RE: [[PATCH v1] 02/37] [CIFS] SMBD: Add structure for SMBD transport
From: Long Li
Date: Mon Aug 14 2017 - 14:11:05 EST
> -----Original Message-----
> From: Stefan Metzmacher [mailto:metze@xxxxxxxxx]
> Sent: Monday, August 14, 2017 6:41 AM
> To: Long Li <longli@xxxxxxxxxxxxx>; Steve French <sfrench@xxxxxxxxx>;
> linux-cifs@xxxxxxxxxxxxxxx; samba-technical@xxxxxxxxxxxxxxx; linux-
> kernel@xxxxxxxxxxxxxxx; linux-rdma@xxxxxxxxxxxxxxx; Christoph Hellwig
> <hch@xxxxxxxxxxxxx>
> Subject: Re: [[PATCH v1] 02/37] [CIFS] SMBD: Add structure for SMBD
> transport
>
> Hi Long,
>
> >> It seems that the new transport is tied to it's caller regarding
> >> structures and naming conventions.
> >>
> >> I think it would be better to strictly separate them, as I'd like to
> >> use the SMBDirect transport also from the userspace for the client
> >> side e.g. in Samba's '[lib]smbclient', but also in Samba's server side code
> 'smbd'.
> >
> > Thank you for reviewing the patch set.
> >
> > I think it is possible to separate the common code that implements the
> SMBDirect transport. There are some challenges to reuse the same code for
> both kernel and user spaces.
> > 1. Kernel mode RDMA verbs are similar but different to user-mode ones.

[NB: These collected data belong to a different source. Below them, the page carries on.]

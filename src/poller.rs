//! Merge and emission of queued records.
//!
//! One pass of [`Poller::run`] takes the watermark `T` sampled by the caller
//! and emits every record that is safe to decode, in timestamp order across
//! all staging buffers:
//!
//! 1. buffers without a cached head are peeked; empty buffers whose thread
//!    has exited are retired and freed here;
//! 2. a min-heap keyed by head timestamp is built over the remaining buffers;
//! 3. the root is decoded and emitted while its call site is visible and its
//!    timestamp is below `T`; the buffer is then advanced, its head refreshed
//!    and pushed back.
//!
//! Records from one buffer always leave in the order they were queued.

use std::cmp::Reverse;
use std::collections::BinaryHeap;
use std::fmt::Write as _;
use std::sync::Arc;

use chrono::{Local, TimeZone};

use crate::clock::Clock;
use crate::codec;
use crate::level::LogLevel;
use crate::registry::CallSiteInfo;
use crate::sink::Sink;
use crate::staging_buffer::StagingConsumer;

/// Renders the line prefix `[tid] [YYYY-MM-DD HH:MM:SS mmm.uuu] [LEVEL] `.
///
/// The date and time part is rendered in local time and cached until the
/// integer second changes.
#[derive(Debug, Default)]
pub struct RecordFormatter {
    cached_second: Option<u64>,
    cached_text: String,
}

impl RecordFormatter {
    pub fn new() -> Self {
        Self::default()
    }

    pub fn write_prefix(&mut self, out: &mut String, thread_label: &str, timestamp_ns: u64, level: LogLevel) {
        let second = timestamp_ns / 1_000_000_000;
        let fraction = timestamp_ns % 1_000_000_000;
        if self.cached_second != Some(second) {
            self.cached_text = render_second(second);
            self.cached_second = Some(second);
        }
        let _ = write!(
            out,
            "[{thread_label}] [{} {:03}.{:03}] [{level}] ",
            self.cached_text,
            fraction / 1_000_000,
            (fraction / 1_000) % 1_000
        );
    }
}

fn render_second(second: u64) -> String {
    match Local.timestamp_opt(second as i64, 0).earliest() {
        Some(time) => time.format("%Y-%m-%d %H:%M:%S").to_string(),
        None => second.to_string(),
    }
}

/// Counts from one poll pass.
#[derive(Debug, Clone, Copy, Default, PartialEq, Eq)]
pub struct PassReport {
    pub emitted: u64,
    pub corrupt_arguments: u64,
    pub sink_errors: u64,
    pub retired: u64,
}

#[derive(Debug, Clone, Copy)]
struct Head {
    timestamp: u64,
    site: u32,
}

struct ManagedBuffer {
    consumer: StagingConsumer,
    head: Option<Head>,
}

fn peek(consumer: &mut StagingConsumer) -> Option<Head> {
    consumer.front().map(|message| Head {
        // A payload too short to hold a timestamp sorts first and decodes as corrupt.
        timestamp: codec::record_timestamp(message.payload).unwrap_or(0),
        site: message.header.userdata,
    })
}

/// Consumer side of a logger: owns every staging buffer, the decoder-visible
/// call sites and the sink.
///
/// Not reentrant; the owning logger serializes passes.
pub struct Poller {
    buffers: Vec<ManagedBuffer>,
    sites: Vec<Arc<CallSiteInfo>>,
    formatter: RecordFormatter,
    line: String,
    sink: Box<dyn Sink>,
}

impl Poller {
    pub fn new(sink: Box<dyn Sink>) -> Self {
        Self {
            buffers: Vec::new(),
            sites: Vec::new(),
            formatter: RecordFormatter::new(),
            line: String::with_capacity(256),
            sink,
        }
    }

    /// Replaces the sink, returning the previous one.
    pub fn set_sink(&mut self, sink: Box<dyn Sink>) -> Box<dyn Sink> {
        std::mem::replace(&mut self.sink, sink)
    }

    pub fn flush(&mut self) -> std::io::Result<()> {
        self.sink.flush()
    }

    /// Makes call sites visible to the decoder. Sites must arrive in id order.
    pub fn publish(&mut self, sites: impl IntoIterator<Item = Arc<CallSiteInfo>>) {
        for site in sites {
            debug_assert_eq!(site.id as usize, self.sites.len(), "call sites published out of order");
            self.sites.push(site);
        }
    }

    /// Takes ownership of newly created staging buffers.
    pub fn adopt(&mut self, consumers: impl IntoIterator<Item = StagingConsumer>) {
        for consumer in consumers {
            tracing::debug!(thread = consumer.thread_label(), "adopted staging buffer");
            self.buffers.push(ManagedBuffer { consumer, head: None });
        }
    }

    pub fn buffer_count(&self) -> usize {
        self.buffers.len()
    }

    pub fn visible_sites(&self) -> usize {
        self.sites.len()
    }

    /// Runs one merge pass, emitting records timestamped strictly before `watermark`.
    pub fn run(&mut self, watermark: u64, clock: &dyn Clock) -> PassReport {
        let mut report = PassReport::default();
        let Poller {
            buffers,
            sites,
            formatter,
            line,
            sink,
        } = self;

        let mut index = 0;
        while index < buffers.len() {
            let buffer = &mut buffers[index];
            if buffer.head.is_none() {
                buffer.head = peek(&mut buffer.consumer);
                if buffer.head.is_none() && buffer.consumer.is_retirable() {
                    let retired = buffers.swap_remove(index);
                    tracing::debug!(thread = retired.consumer.thread_label(), "retired staging buffer");
                    report.retired += 1;
                    continue;
                }
            }
            index += 1;
        }

        let mut heap: BinaryHeap<Reverse<(u64, usize)>> = buffers
            .iter()
            .enumerate()
            .filter_map(|(index, buffer)| buffer.head.map(|head| Reverse((head.timestamp, index))))
            .collect();

        while let Some(&Reverse((timestamp, index))) = heap.peek() {
            if timestamp >= watermark {
                break;
            }
            let buffer = &mut buffers[index];
            let Some(head) = buffer.head else {
                heap.pop();
                continue;
            };
            let Some(site) = sites.get(head.site as usize) else {
                break;
            };
            heap.pop();

            line.clear();
            formatter.write_prefix(
                line,
                buffer.consumer.thread_label(),
                clock.cycles_to_nanoseconds(head.timestamp),
                site.level,
            );
            let corrupt = match buffer.consumer.front() {
                Some(message) => codec::decode_record(&site.program, message.payload, line),
                None => 0,
            };
            line.push('\n');
            buffer.consumer.advance();

            if corrupt > 0 {
                tracing::warn!(site = site.id, corrupt, "record arguments did not match the call-site format");
                report.corrupt_arguments += corrupt as u64;
            }
            match sink.append(line.as_bytes()) {
                Ok(()) => report.emitted += 1,
                Err(err) => {
                    tracing::error!(error = %err, "failed to write log record");
                    report.sink_errors += 1;
                }
            }

            buffer.head = peek(&mut buffer.consumer);
            if let Some(next) = buffer.head {
                heap.push(Reverse((next.timestamp, index)));
            }
        }

        report
    }
}
impl ConversionSpec {
    /// Parses a conversion at the start of `text`, which must begin with `%`.
    ///
    /// Returns `None` if the text does not match the grammar.
    pub fn parse(text: &str) -> Option<Self> {
        let bytes = text.as_bytes();
        if bytes.first() != Some(&b'%') {
            return None;
        }
        let mut i = 1;

        let mut flags = Flags::default();
        while let Some(&c) = bytes.get(i) {
            match c {
                b'-' => flags.left = true,
                b'+' => flags.plus = true,
                b' ' => flags.space = true,
                b'#' => flags.alternate = true,
                b'0' => flags.zero = true,
                _ => break,
            }
            i += 1;
        }

        let width = parse_count(bytes, &mut i)?;
        let precision = if bytes.get(i) == Some(&b'.') {
            i += 1;
            // A bare '.' means precision zero.
            Some(parse_count(bytes, &mut i)?.unwrap_or(Count::Fixed(0)))
        } else {
            None
        };

        let (length, consumed) = match (bytes.get(i), bytes.get(i + 1)) {
            (Some(b'h'), Some(b'h')) => (LengthModifier::Hh, 2),
            (Some(b'h'), _) => (LengthModifier::H, 1),
            (Some(b'l'), Some(b'l')) => (LengthModifier::Ll, 2),
            (Some(b'l'), _) => (LengthModifier::L, 1),
            (Some(b'j'), _) => (LengthModifier::J, 1),
            (Some(b'z'), _) => (LengthModifier::Z, 1),
            (Some(b'Z'), _) => (LengthModifier::BigZ, 1),
            (Some(b't'), _) => (LengthModifier::T, 1),
            (Some(b'L'), _) => (LengthModifier::BigL, 1),
            _ => (LengthModifier::None, 0),
        };
        i += consumed;

        let conversion = *bytes.get(i)?;
        if !CONVERSIONS.contains(&conversion) {
            return None;
        }
        i += 1;

        Some(Self {
            flags,
            width,
            precision,
            length,
            conversion,
            len: i,
        })
    }

    pub fn has_dynamic_width(&self) -> bool {
        self.width == Some(Count::Dynamic)
    }

    pub fn has_dynamic_precision(&self) -> bool {
        self.precision == Some(Count::Dynamic)
    }

    pub fn is_signed_conversion(&self) -> bool {
        matches!(self.conversion, b'd' | b'i')
    }

    fn width(&self) -> usize {
        match self.width {
            Some(Count::Fixed(w)) => w,
            _ => 0,
        }
    }

    fn precision(&self) -> Option<usize> {
        match self.precision {
            Some(Count::Fixed(p)) => Some(p),
            _ => None,
        }
    }

    /// Appends `value` formatted by this conversion to `out`.
    pub fn render(&self, value: Value<'_>, out: &mut String) {
        match self.conversion {
            b'd' | b'i' => self.render_signed(value.as_i64(), out),
            b'u' | b'o' | b'x' | b'X' => self.render_unsigned(value.as_u64(), out),
            b'c' => {
                let code = match value {
                    Value::Char(c) => c,
                    other => other.as_u64() as u32,
                };
                let c = char::from_u32(code).unwrap_or(char::REPLACEMENT_CHARACTER);
                let mut buf = [0u8; 4];
                self.pad(out, "", "", c.encode_utf8(&mut buf), false);
            }
            b's' => {
                let s = match value {
                    Value::Str(s) => s,
                    _ => "",
                };
                let s = match self.precision() {
                    Some(p) if p < s.len() => truncate_at_boundary(s, p),
                    _ => s,
                };
                self.pad(out, "", "", s, false);
            }
            b'p' => {
                let addr = value.as_u64();
                if addr == 0 {
                    self.pad(out, "", "", "(nil)", false);
                } else {
                    let digits = self.integer_digits(addr, 16, false);
                    self.pad(out, "", "0x", &digits, self.precision.is_none());
                }
            }
            b'f' | b'F' | b'e' | b'E' | b'g' | b'G' | b'a' | b'A' => {
                self.render_float(value.as_f64(), out)
            }
            _ => out.push_str("[error arg]"),
        }
    }

    fn render_signed(&self, v: i64, out: &mut String) {
        let digits = self.integer_digits(v.unsigned_abs(), 10, false);
        let sign = if v < 0 {
            "-"
        } else if self.flags.plus {
            "+"
        } else if self.flags.space {
            " "
        } else {
            ""
        };
        self.pad(out, sign, "", &digits, self.precision.is_none());
    }

    fn render_unsigned(&self, v: u64, out: &mut String) {
        let zero_ok = self.precision.is_none();
        match self.conversion {
            b'o' => {
                let mut digits = self.integer_digits(v, 8, false);
                if self.flags.alternate && !digits.starts_with('0') {
                    digits.insert(0, '0');
                }
                self.pad(out, "", "", &digits, zero_ok);
            }
            b'x' | b'X' => {
                let upper = self.conversion == b'X';
                let digits = self.integer_digits(v, 16, upper);
                let prefix = match (self.flags.alternate && v != 0, upper) {
                    (false, _) => "",
                    (true, false) => "0x",
                    (true, true) => "0X",
                };
                self.pad(out, "", prefix, &digits, zero_ok);
            }
            _ => {
                let digits = self.integer_digits(v, 10, false);
                self.pad(out, "", "", &digits, zero_ok);
            }
        }
    }

    /// Digits of `v` in `radix`, left-padded with zeros to the precision.
    fn integer_digits(&self, v: u64, radix: u32, upper: bool) -> String {
        let precision = self.precision();
        if precision == Some(0) && v == 0 {
            return String::new();
        }
        let digits = match (radix, upper) {
            (8, _) => format!("{v:o}"),
            (16, false) => format!("{v:x}"),
            (16, true) => format!("{v:X}"),
            _ => v.to_string(),
        };
        match precision {
            Some(p) if p > digits.len() => format!("{}{}", "0".repeat(p - digits.len()), digits),
            _ => digits,
        }
    }

    fn render_float(&self, v: f64, out: &mut String) {
        let upper = self.conversion.is_ascii_uppercase();
        let sign = if v.is_sign_negative() {
            "-"
        } else if self.flags.plus {
            "+"
        } else if self.flags.space {
            " "
        } else {
            ""
        };

        if !v.is_finite() {
            let body = match (v.is_nan(), upper) {
                (true, false) => "nan",
                (true, true) => "NAN",
                (false, false) => "inf",
                (false, true) => "INF",
            };
            self.pad(out, sign, "", body, false);
            return;
        }

        let a = v.abs();
        let alt = self.flags.alternate;
        let precision = self.precision();
        match self.conversion.to_ascii_lowercase() {
            b'f' => self.pad(out, sign, "", &fixed(a, precision.unwrap_or(6), alt), true),
            b'e' => self.pad(out, sign, "", &exponential(a, precision.unwrap_or(6), alt, upper), true),
            b'g' => self.pad(out, sign, "", &general(a, precision.unwrap_or(6), alt, upper), true),
            _ => {
                let prefix = if upper { "0X" } else { "0x" };
                self.pad(out, sign, prefix, &hex_float(a, precision, alt, upper), true)
            }
        }
    }

    /// Applies width, justification and zero padding.
    ///
    /// Widths count bytes, as C does.
    fn pad(&self, out: &mut String, sign: &str, prefix: &str, body: &str, zero_ok: bool) {
        let content = sign.len() + prefix.len() + body.len();
        let width = self.width();
        if content >= width {
            out.push_str(sign);
            out.push_str(prefix);
            out.push_str(body);
            return;
        }
        let fill = width - content;
        if self.flags.left {
            out.push_str(sign);
            out.push_str(prefix);
            out.push_str(body);
            out.extend(std::iter::repeat(' ').take(fill));
        } else if self.flags.zero && zero_ok {
            out.push_str(sign);
            out.push_str(prefix);
            out.extend(std::iter::repeat('0').take(fill));
            out.push_str(body);
        } else {
            out.extend(std::iter::repeat(' ').take(fill));
            out.push_str(sign);
            out.push_str(prefix);
            out.push_str(body);
        }
    }
}
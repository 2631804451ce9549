//! # Fast Logger
//!
//! A deferred-formatting logging library for latency-sensitive code:
//!
//! * **Nanosecond log calls**: a call copies its arguments into a per-thread
//!   lock-free ring buffer and returns; no formatting, no locks, no I/O
//! * **printf formats**: format strings are compiled once per call site into
//!   a fragment program and replayed against the queued arguments later
//! * **Cycle-counter timestamps** converted to wall-clock time off the hot path
//! * **Merged output**: a poll pass merges all thread buffers in timestamp
//!   order and writes flat text lines to a file or standard output
//!
//! ## Main Components
//!
//! * [`Logger`]: the context object; owns the registry, the poller and the sink
//! * [`ring_buffer`] / [`staging_buffer`]: the per-thread SPSC queues
//! * [`fragment`] and [`printf`]: format compilation and value rendering
//! * [`codec`]: record payload encoding and replay
//! * [`registry`]: call-site ids and compiled formats
//! * [`poller`]: the watermark-bounded k-way merge
//! * [`clock`]: hardware counter timestamps
//!
//! ## Quick Start
//!
//! ```
//! use fast_logger::{log_debug, log_info, Logger, LoggerConfig, LogLevel};
//! use std::time::Duration;
//!
//! let dir = tempfile::tempdir().unwrap();
//! let config = LoggerConfig::default()
//!     .with_log_file(dir.path().join("app.log"))
//!     .with_calibration(Duration::from_millis(1));
//! let logger = Logger::new(config).unwrap();
//!
//! log_debug!(logger, "%d %d %s %lf", 10, 111, "test", 1.020215);
//! log_info!(logger, "ready");
//!
//! // Formatting and I/O happen here, on whichever thread calls poll.
//! logger.poll();
//! logger.flush().unwrap();
//! assert_eq!(logger.stats().emitted, 2);
//! ```

pub mod clock;
pub mod codec;
pub mod config;
pub mod error;
pub mod fragment;
pub mod level;
pub mod loggable;
pub mod logger;
pub mod poller;
pub mod printf;
pub mod registry;
pub mod ring_buffer;
pub mod sink;
pub mod staging_buffer;

pub use clock::{Clock, ManualClock, TscClock};
pub use config::LoggerConfig;
pub use error::{CompileError, ConfigError, ParseLevelError};
pub use level::LogLevel;
pub use loggable::{ArgKind, Loggable};
pub use logger::{Logger, StatsSnapshot};
pub use poller::PassReport;
pub use sink::{ConsoleSink, FileAppender, Sink};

> > 2. Some RDMA features (e.g Fast Registration Work Request) are not
> available in user-mode.
> > 3. Locking and synchronization mechanism is different 4. Memory
> > management is different.
> > 5. Process creation/scheduling and data sharing between processes are
> different, and there is no user-mode code running in interrupt/softirq.
> >
> > Those needs to be abstracted through a layer, the rest of the code can be
> shared. I can work on this after patch set is reviewed.
>
> I guess this is a misunderstanding...
>
> I don't want to use that code and run it in userspace, I have a userspace
> prototype more or less working here, see
> https://git.samba.org/?p=metze/samba/wip.git;a=shortlog;h=refs/heads/m
> aster3-rdma
> and
> https://git.samba.org/?p=metze/samba/wip.git;a=blob;f=libcli/smb/smb_dir
> ect.c;h=9cc0d861ccfcbb4df9ef6ad85a7fe3d262e549c0;hb=85d46de6fdbba041
> d3e8004af46865a72d2b8405
>
> I goal is that we'll have an api that allows userspace code to use the kernel
> code SMBDirect code. This userspace code would get a file descriptor from
> the kernel and would be able to use it similar to a tcp socket.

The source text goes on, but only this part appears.